Enfin, permettez-moi de conclure en rappelant qu’il n’y aura ni réforme, ni refondation sans l’implication des personnels. C’est le cas pour les enseignants du primaire qui ne peuvent plus longtemps rester dans l’incertitude et l’insécurité. Ils doivent voir leur temps de service s’améliorer avec l’évolution du temps de l’école et son articulation aux autres temps éducatifs, mais c’est aussi le cas pour les animateurs pour lesquels cette même évolution des rythmes va avoir un impact sur les conditions de travail. C’est le cas pour les personnels sociaux et de santé dont l’importance du rôle et des missions dans les établissements doivent être confortés.C’est le cas des corps d’inspection, largement absents du projet de loi, et qui pourtant seront des chevilles ouvrières essentielles à la mise en oeuvre de la Refondation. C’est le cas des enseignants des collèges qui devront être accompagnés dans leur appropriation du socle commun et de projet d’articulation avec l’école élémentaire. C’est le cas des administratifs qui ne se sentent pas toujours associés et qui ne veulent plus être, comme cela s’est produit par le passé, les « soutiers de la réforme » ou ceux qui assument des décisions pour lesquels ils n’ont pas été associés. C’est le cas des chefs d’établissement et de leurs adjoints gestionnaires qui doivent être confortés, comme agents de l’État, dans leur mission de pilotage des EPLE, ainsi que dans leurs relations avec l’État d’un côté et les collectivités territoriales de l’autre. C’est le cas des réseaux d’aide qui doivent retrouver leur place et leur mission indispensable dans l’accompagnement des élèves en difficulté, tant pour les élèves que pour les enseignants. C’est le cas des enseignants des lycées qui doivent bénéficier des conditions nécessaires à la mise en oeuvre de la réforme actuelle du lycée, afin de pouvoir passer ensuite à l’étape de l’articulation du bac-3/bac+3. C’est le cas des personnels d’orientation qui doivent demeurer des personnels d’État sur lesquels il faut davantage s’appuyer pour faire de l’orientation une démarche positive au service de la réussite…

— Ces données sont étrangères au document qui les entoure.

//! Show a guild's channels the viewer cannot open.
//!
//! The host client keeps rendering its channel list from its own indices.
//! This crate sits between those indices and the renderer:
//!
//! - [`HiddenSetCache`] works out, per guild, which channels the viewer
//!   lacks `VIEW_CHANNEL` for, and only rescans when the guild's
//!   fingerprint (visible-channel signal, role count) changes.
//! - [`TreeMerger`] splices those channels back into the host's
//!   [`ChannelView`], either in place or under a synthetic "hidden"
//!   category. It is safe to run on its own output.
//! - [`VisibilityOverlay`] wraps the host's unread queries so hidden
//!   channels never show a badge.
//!
//! Everything the crate needs from the host comes through the traits in
//! [`host`]. [`Snapshot`] implements all of them from JSON.
//!
//! ```
//! use show_hidden_channels::{HiddenSetCache, Snapshot, TreeMerger};
//! use show_hidden_channels::types::{ChannelId, Id};
//!
//! let snapshot = Snapshot::from_json(r#"{
//!     "viewer": "100",
//!     "guilds": [{
//!         "id": "1",
//!         "channels": [
//!             { "id": "10", "guild_id": "1", "type": 4, "position": 0 },
//!             { "id": "11", "guild_id": "1", "type": 0, "parent_id": "10", "position": 0 },
//!             { "id": "12", "guild_id": "1", "type": 0, "parent_id": "10", "position": 1 }
//!         ],
//!         "denied": ["12"]
//!     }]
//! }"#).unwrap();
//!
//! let guild = Id::new(1);
//! let view = snapshot.visible_view(guild);
//! let cache = HiddenSetCache::new(&snapshot);
//! let merged = TreeMerger::new(&cache).merge(Some(guild), &view, false);
//!
//! let category = merged.categories.bucket(Some(ChannelId::Snowflake(Id::new(10)))).unwrap();
//! assert_eq!(category.len(), 2);
//! assert!(cache.is_hidden(ChannelId::Snowflake(Id::new(12))));
//! ```

pub mod cache;
pub mod config;
pub mod host;
pub mod merge;
pub mod overlay;
pub mod snapshot;
pub mod types;

pub use self::cache::{Fingerprint, HiddenChannels, HiddenSetCache};
pub use self::config::{ConfigError, ConfigErrorType, HiddenChannelsConfig};
pub use self::host::{GuildIndex, Host, PermissionOracle, RoleProvider, UnreadProvider};
pub use self::merge::{MergeError, MergeErrorType, TreeMerger};
pub use self::overlay::VisibilityOverlay;
pub use self::snapshot::{GuildState, Snapshot, UnreadState};
pub use self::types::ChannelView;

Au nom de l’UNSA Éducation, de l’ensemble des personnels que nous représentons, nous voulons vous dire notre volonté de transformer en profondeur notre système d’éducation, mais vous confirmer aussi que cela ne se fera pas sans nous.
La refondation, c’est une dynamique. Plus que la loi, nous jugeons aujourd’hui l’esprit de la loi. Nous savons qu’on ne change pas les mentalités et les habitudes, ni par un claquement de doigt, ni par une mesure administrative. Il nous faut, au contraire, inscrire la refondation dans le temps et il nous faut des étapes.
Malgré les insuffisances que nous avons évoquées et malgré des incertitudes ou inquiétudes qui tardent à être levées, nous considérons que le projet de loi que vous nous proposez peut être, et même doit être, la première étape pour donner le souffle qui manque à l’École de la République et lui permettre de tenir enfin ses promesses.